═══ LISTED ENTRIES ═══

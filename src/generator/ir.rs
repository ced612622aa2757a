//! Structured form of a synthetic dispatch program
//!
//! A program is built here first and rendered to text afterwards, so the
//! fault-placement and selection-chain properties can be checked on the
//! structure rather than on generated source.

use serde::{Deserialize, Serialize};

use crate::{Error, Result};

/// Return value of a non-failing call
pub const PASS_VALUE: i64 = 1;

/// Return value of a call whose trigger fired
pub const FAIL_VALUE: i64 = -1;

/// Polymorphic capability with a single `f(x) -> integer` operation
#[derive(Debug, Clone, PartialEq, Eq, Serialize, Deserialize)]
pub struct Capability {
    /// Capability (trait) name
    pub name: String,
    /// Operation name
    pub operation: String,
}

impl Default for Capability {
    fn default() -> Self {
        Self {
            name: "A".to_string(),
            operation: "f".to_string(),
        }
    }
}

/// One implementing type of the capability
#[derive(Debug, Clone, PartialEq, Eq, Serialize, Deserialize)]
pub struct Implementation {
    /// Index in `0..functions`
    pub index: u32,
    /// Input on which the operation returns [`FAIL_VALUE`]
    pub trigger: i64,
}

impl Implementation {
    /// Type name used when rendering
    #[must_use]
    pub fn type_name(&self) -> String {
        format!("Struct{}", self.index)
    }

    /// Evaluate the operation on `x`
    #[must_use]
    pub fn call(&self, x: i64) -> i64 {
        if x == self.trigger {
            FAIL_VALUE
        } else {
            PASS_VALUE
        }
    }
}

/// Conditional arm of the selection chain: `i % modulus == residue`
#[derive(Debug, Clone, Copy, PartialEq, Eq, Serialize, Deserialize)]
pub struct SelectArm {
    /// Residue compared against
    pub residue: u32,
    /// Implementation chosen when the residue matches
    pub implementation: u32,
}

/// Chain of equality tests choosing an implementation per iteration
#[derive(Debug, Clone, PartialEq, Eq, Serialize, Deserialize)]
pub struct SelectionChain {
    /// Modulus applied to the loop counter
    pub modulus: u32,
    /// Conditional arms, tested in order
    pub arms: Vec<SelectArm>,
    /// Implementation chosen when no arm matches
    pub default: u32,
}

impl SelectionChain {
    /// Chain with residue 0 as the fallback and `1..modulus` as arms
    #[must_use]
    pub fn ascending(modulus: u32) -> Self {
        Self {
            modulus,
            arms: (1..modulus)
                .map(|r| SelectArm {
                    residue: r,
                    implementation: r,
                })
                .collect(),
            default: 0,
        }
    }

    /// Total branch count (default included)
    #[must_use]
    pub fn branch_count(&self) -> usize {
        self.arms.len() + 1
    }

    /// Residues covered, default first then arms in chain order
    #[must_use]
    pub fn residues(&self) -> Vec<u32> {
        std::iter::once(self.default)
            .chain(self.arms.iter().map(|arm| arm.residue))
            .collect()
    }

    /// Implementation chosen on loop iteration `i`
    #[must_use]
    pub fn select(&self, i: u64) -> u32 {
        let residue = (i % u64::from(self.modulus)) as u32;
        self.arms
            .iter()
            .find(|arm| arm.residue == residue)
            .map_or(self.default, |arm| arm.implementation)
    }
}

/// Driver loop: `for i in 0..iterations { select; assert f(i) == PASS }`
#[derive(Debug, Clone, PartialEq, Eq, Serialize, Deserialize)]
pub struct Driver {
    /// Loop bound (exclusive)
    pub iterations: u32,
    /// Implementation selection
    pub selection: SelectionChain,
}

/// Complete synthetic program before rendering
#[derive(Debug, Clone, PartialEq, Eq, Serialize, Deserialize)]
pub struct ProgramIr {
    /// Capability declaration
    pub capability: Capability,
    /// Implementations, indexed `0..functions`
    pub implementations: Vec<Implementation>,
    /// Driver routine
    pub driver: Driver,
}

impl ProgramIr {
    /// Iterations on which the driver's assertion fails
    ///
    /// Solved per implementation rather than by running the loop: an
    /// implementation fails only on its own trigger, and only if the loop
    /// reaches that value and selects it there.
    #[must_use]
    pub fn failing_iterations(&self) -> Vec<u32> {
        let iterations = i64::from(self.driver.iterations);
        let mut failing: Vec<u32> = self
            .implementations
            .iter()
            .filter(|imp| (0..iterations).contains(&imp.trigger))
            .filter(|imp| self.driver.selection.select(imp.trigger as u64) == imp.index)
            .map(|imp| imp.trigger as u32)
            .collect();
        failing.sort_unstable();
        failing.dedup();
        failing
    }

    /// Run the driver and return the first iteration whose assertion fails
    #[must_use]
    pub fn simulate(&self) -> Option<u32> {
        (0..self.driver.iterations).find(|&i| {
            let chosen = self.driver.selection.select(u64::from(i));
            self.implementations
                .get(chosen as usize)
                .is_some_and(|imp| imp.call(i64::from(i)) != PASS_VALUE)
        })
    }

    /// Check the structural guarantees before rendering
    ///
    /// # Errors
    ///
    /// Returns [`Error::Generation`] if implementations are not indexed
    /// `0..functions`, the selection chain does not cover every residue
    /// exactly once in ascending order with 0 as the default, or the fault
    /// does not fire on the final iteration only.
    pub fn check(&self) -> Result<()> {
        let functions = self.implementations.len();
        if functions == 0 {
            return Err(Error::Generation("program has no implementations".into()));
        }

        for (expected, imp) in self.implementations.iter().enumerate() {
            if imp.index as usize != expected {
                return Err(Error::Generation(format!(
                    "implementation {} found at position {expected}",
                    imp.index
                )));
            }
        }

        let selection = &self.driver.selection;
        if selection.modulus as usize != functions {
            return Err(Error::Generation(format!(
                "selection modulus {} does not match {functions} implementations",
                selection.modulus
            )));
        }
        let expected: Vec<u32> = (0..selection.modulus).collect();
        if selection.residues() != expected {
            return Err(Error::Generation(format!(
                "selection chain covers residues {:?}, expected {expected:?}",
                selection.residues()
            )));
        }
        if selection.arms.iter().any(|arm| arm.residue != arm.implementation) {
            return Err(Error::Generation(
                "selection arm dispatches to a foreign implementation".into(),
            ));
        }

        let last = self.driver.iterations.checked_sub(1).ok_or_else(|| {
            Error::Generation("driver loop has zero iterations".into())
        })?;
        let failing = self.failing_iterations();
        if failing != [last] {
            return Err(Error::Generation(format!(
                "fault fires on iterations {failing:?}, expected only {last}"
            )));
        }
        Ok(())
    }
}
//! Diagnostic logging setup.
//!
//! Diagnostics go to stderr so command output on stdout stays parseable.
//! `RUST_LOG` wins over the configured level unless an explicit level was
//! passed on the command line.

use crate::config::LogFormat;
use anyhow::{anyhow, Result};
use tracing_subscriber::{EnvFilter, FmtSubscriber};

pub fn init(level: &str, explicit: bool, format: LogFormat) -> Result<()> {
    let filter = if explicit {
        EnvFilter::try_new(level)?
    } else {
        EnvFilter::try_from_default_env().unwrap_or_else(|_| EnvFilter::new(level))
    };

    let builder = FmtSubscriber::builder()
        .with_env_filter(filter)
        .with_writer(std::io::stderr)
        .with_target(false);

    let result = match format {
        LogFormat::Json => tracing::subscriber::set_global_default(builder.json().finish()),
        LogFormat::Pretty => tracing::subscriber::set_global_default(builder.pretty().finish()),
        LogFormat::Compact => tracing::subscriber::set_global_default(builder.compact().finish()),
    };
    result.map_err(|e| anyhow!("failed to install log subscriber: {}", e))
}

═══
═══ LISTED ENTRIES ═══

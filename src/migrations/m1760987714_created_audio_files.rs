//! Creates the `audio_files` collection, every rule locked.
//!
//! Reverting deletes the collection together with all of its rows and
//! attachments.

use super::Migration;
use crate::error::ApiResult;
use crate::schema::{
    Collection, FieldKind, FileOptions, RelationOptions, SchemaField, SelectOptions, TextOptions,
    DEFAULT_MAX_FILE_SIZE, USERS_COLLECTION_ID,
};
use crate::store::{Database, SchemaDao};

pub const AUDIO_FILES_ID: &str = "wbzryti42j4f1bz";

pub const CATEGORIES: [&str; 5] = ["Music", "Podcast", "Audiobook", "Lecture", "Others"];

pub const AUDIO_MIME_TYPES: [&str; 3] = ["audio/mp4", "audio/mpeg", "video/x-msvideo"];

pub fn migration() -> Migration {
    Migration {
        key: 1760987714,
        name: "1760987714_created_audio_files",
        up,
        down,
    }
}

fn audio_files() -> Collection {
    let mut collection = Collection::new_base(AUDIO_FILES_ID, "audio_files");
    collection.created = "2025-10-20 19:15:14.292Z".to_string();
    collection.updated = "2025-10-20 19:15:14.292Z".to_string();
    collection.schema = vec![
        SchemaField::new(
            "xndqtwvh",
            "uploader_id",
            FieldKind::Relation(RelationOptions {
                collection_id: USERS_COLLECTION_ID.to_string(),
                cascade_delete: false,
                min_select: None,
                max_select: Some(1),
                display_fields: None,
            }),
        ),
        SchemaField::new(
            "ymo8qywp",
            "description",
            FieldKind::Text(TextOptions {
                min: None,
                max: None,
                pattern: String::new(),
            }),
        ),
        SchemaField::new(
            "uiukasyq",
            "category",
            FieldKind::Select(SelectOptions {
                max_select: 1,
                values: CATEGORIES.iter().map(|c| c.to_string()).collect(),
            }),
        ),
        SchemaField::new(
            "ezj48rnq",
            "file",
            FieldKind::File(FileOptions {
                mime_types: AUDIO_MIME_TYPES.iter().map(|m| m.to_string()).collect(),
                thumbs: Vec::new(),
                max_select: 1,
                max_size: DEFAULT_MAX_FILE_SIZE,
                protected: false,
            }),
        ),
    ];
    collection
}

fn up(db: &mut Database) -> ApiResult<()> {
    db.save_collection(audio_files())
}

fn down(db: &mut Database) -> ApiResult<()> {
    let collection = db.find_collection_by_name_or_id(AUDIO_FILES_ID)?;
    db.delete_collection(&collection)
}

═══

*INSTRUCTIONS TO FOLLOW*
Copy out only the lines above from the one with "pub fn residues(&self)" to the one with "pub struct ProgramIr", inclusive, exactly as they stand.

*ANSWER TO THIS EXERCISE*
    pub fn residues(&self) -> Vec<u32> {
        std::iter::once(self.default)
            .chain(self.arms.iter().map(|arm| arm.residue))
            .collect()
    }

    /// Implementation chosen on loop iteration `i`
    #[must_use]
    pub fn select(&self, i: u64) -> u32 {
        let residue = (i % u64::from(self.modulus)) as u32;
        self.arms
            .iter()
            .find(|arm| arm.residue == residue)
            .map_or(self.default, |arm| arm.implementation)
    }
}

/// Driver loop: `for i in 0..iterations { select; assert f(i) == PASS }`
#[derive(Debug, Clone, PartialEq, Eq, Serialize, Deserialize)]
pub struct Driver {
    /// Loop bound (exclusive)
    pub iterations: u32,
    /// Implementation selection
    pub selection: SelectionChain,
}

/// Complete synthetic program before rendering
#[derive(Debug, Clone, PartialEq, Eq, Serialize, Deserialize)]
pub struct ProgramIr {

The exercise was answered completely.